DATA TO PROCESS START

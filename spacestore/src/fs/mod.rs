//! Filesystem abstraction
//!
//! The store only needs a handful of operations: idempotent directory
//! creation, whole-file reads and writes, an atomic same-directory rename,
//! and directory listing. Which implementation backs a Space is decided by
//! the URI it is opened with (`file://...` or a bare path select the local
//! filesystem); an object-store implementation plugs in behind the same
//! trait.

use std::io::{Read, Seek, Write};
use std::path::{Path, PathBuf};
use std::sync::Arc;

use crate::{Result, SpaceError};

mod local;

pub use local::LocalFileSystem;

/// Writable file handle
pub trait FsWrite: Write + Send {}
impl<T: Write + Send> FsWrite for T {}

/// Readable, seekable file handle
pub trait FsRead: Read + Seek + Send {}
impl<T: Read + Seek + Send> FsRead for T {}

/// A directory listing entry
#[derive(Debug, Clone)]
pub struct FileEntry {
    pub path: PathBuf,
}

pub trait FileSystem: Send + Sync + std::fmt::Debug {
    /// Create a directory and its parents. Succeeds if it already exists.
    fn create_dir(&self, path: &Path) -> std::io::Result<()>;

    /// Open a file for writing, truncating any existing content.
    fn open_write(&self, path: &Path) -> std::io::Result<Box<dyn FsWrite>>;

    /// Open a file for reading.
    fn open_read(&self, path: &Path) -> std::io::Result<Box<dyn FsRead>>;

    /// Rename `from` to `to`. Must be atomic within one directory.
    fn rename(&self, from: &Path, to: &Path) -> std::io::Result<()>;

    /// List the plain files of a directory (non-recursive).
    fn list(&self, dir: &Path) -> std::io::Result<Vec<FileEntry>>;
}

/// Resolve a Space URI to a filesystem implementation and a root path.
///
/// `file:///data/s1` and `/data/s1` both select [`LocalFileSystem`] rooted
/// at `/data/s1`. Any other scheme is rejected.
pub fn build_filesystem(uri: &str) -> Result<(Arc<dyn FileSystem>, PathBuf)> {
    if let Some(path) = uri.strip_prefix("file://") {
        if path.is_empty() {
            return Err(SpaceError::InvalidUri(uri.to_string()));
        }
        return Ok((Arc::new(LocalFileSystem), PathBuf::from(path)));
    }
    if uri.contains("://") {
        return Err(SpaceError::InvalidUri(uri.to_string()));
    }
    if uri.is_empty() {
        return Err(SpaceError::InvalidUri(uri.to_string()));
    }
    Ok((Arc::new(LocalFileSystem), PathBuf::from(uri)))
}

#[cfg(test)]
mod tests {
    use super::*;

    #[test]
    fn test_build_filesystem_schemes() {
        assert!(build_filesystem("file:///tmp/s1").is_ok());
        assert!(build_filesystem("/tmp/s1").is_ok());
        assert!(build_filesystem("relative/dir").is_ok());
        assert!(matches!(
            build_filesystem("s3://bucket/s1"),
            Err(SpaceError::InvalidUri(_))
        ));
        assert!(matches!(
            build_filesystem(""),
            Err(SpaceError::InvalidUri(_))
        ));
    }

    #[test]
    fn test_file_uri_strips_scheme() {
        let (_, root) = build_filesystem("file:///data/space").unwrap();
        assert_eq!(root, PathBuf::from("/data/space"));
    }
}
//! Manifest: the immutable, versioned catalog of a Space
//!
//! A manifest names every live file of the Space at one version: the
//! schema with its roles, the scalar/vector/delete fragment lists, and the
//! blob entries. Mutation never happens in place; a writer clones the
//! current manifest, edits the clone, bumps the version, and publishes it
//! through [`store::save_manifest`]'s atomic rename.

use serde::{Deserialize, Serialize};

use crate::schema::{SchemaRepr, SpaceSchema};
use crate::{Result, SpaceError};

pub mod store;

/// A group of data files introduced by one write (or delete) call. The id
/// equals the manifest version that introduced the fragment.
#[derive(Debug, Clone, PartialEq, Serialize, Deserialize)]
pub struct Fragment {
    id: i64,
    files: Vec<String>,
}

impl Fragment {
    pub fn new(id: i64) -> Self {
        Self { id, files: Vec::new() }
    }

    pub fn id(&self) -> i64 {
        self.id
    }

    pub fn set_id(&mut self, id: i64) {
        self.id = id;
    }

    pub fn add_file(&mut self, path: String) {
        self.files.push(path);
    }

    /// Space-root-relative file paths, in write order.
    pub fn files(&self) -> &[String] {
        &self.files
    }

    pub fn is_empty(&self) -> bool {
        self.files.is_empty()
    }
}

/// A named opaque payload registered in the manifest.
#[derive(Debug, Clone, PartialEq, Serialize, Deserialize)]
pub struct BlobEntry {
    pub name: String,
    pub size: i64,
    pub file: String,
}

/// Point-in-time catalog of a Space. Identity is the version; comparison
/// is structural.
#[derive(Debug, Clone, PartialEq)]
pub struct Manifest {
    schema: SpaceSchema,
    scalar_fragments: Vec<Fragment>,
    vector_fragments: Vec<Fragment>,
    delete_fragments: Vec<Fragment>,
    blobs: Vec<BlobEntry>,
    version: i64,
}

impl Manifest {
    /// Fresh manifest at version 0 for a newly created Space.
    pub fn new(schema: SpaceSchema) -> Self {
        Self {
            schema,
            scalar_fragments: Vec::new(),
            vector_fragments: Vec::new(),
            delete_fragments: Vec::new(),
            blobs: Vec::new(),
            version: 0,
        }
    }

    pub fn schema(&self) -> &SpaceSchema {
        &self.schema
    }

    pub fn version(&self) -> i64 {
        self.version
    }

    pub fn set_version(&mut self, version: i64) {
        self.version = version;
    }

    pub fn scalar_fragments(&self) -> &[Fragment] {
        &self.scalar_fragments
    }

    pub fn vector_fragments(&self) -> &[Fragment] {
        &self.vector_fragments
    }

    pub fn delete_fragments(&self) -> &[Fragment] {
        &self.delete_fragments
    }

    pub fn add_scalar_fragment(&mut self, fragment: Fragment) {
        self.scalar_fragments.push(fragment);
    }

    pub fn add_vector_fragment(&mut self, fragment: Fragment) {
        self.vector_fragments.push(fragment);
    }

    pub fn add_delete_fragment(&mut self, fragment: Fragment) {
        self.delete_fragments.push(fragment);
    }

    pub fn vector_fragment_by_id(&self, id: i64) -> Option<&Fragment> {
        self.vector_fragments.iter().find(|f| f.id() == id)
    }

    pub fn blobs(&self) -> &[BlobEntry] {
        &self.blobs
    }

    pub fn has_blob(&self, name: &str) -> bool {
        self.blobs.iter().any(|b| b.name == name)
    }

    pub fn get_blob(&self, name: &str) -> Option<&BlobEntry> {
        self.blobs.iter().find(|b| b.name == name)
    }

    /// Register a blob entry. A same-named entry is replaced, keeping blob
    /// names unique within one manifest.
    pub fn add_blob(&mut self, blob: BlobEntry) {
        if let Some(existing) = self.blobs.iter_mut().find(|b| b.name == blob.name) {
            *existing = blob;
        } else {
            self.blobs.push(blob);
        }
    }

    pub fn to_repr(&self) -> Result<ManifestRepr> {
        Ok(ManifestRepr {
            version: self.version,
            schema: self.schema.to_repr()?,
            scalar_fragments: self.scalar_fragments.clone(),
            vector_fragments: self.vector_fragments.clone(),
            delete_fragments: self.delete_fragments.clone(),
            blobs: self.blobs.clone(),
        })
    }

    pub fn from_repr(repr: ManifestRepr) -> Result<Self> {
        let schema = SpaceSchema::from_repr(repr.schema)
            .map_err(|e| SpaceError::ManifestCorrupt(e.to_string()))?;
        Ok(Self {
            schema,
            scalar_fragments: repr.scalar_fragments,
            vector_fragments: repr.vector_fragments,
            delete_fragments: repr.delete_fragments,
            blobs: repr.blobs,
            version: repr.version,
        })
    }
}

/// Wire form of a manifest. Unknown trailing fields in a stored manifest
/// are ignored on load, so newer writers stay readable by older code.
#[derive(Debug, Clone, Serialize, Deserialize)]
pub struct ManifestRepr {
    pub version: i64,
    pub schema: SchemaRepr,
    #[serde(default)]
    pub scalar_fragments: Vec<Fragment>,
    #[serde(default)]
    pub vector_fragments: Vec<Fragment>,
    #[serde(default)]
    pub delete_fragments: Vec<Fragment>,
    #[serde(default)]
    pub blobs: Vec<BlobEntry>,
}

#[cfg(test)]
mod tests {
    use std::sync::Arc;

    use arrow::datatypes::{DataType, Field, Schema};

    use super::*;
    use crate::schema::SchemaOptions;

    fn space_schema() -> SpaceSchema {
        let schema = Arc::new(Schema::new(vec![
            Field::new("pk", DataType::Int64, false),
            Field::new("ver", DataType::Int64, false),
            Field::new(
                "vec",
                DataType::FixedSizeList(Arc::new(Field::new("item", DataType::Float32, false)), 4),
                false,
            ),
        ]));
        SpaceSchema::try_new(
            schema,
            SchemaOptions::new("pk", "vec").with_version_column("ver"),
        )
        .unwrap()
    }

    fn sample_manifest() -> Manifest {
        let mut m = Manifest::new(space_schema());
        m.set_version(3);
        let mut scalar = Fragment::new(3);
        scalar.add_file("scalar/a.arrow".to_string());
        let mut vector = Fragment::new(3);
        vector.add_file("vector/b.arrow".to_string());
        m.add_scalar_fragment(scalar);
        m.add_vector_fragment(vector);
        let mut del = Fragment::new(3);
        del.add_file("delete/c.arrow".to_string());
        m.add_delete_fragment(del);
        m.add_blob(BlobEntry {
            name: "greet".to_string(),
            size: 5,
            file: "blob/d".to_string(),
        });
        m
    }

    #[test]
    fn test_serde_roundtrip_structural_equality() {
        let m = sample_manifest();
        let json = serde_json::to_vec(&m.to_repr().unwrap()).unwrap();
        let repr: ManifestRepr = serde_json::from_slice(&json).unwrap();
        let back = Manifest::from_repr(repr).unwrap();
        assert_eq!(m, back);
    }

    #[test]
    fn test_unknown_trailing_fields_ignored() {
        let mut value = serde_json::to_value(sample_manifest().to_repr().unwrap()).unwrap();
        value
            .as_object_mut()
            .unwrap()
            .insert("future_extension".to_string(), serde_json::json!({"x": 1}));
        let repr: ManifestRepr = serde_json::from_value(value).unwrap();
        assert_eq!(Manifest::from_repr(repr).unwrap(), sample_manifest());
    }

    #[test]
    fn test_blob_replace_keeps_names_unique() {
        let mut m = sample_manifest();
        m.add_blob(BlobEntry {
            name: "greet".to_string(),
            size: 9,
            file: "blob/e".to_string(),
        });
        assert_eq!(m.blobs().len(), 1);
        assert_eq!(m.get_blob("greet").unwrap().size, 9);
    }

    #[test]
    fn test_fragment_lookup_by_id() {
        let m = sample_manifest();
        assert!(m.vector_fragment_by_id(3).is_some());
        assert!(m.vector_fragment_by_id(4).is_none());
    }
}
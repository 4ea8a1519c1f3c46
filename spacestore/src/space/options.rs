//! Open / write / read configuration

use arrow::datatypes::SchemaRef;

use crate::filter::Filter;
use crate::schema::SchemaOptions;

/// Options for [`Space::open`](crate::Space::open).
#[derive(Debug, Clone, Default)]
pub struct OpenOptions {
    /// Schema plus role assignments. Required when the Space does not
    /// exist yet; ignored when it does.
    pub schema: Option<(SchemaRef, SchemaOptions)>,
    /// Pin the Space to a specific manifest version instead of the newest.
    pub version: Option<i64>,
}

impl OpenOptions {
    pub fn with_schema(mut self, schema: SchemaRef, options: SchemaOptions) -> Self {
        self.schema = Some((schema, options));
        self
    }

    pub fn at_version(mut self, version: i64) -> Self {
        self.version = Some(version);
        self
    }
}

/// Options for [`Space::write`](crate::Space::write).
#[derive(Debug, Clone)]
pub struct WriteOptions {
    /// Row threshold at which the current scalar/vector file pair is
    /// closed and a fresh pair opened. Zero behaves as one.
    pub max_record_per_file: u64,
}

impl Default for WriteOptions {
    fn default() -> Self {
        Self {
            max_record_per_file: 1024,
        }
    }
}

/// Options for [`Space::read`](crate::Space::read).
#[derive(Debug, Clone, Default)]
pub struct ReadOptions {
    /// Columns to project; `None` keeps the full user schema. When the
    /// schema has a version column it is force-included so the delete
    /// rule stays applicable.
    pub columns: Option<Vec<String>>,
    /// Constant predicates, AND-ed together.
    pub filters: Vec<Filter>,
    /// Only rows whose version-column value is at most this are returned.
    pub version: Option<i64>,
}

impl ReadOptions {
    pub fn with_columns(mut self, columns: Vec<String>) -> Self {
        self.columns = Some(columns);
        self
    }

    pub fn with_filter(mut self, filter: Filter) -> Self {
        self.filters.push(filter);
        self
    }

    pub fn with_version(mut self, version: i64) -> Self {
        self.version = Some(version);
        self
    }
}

DATA TO PROCESS END

> **DIRECTIONS FOR THIS TASK**: Report every line above that has the string "BlobEntry" in it.

> **SOLUTION**:
pub struct BlobEntry {
    blobs: Vec<BlobEntry>,
    pub fn blobs(&self) -> &[BlobEntry] {
    pub fn get_blob(&self, name: &str) -> Option<&BlobEntry> {
    pub fn add_blob(&mut self, blob: BlobEntry) {
    pub blobs: Vec<BlobEntry>,
        m.add_blob(BlobEntry {
        m.add_blob(BlobEntry {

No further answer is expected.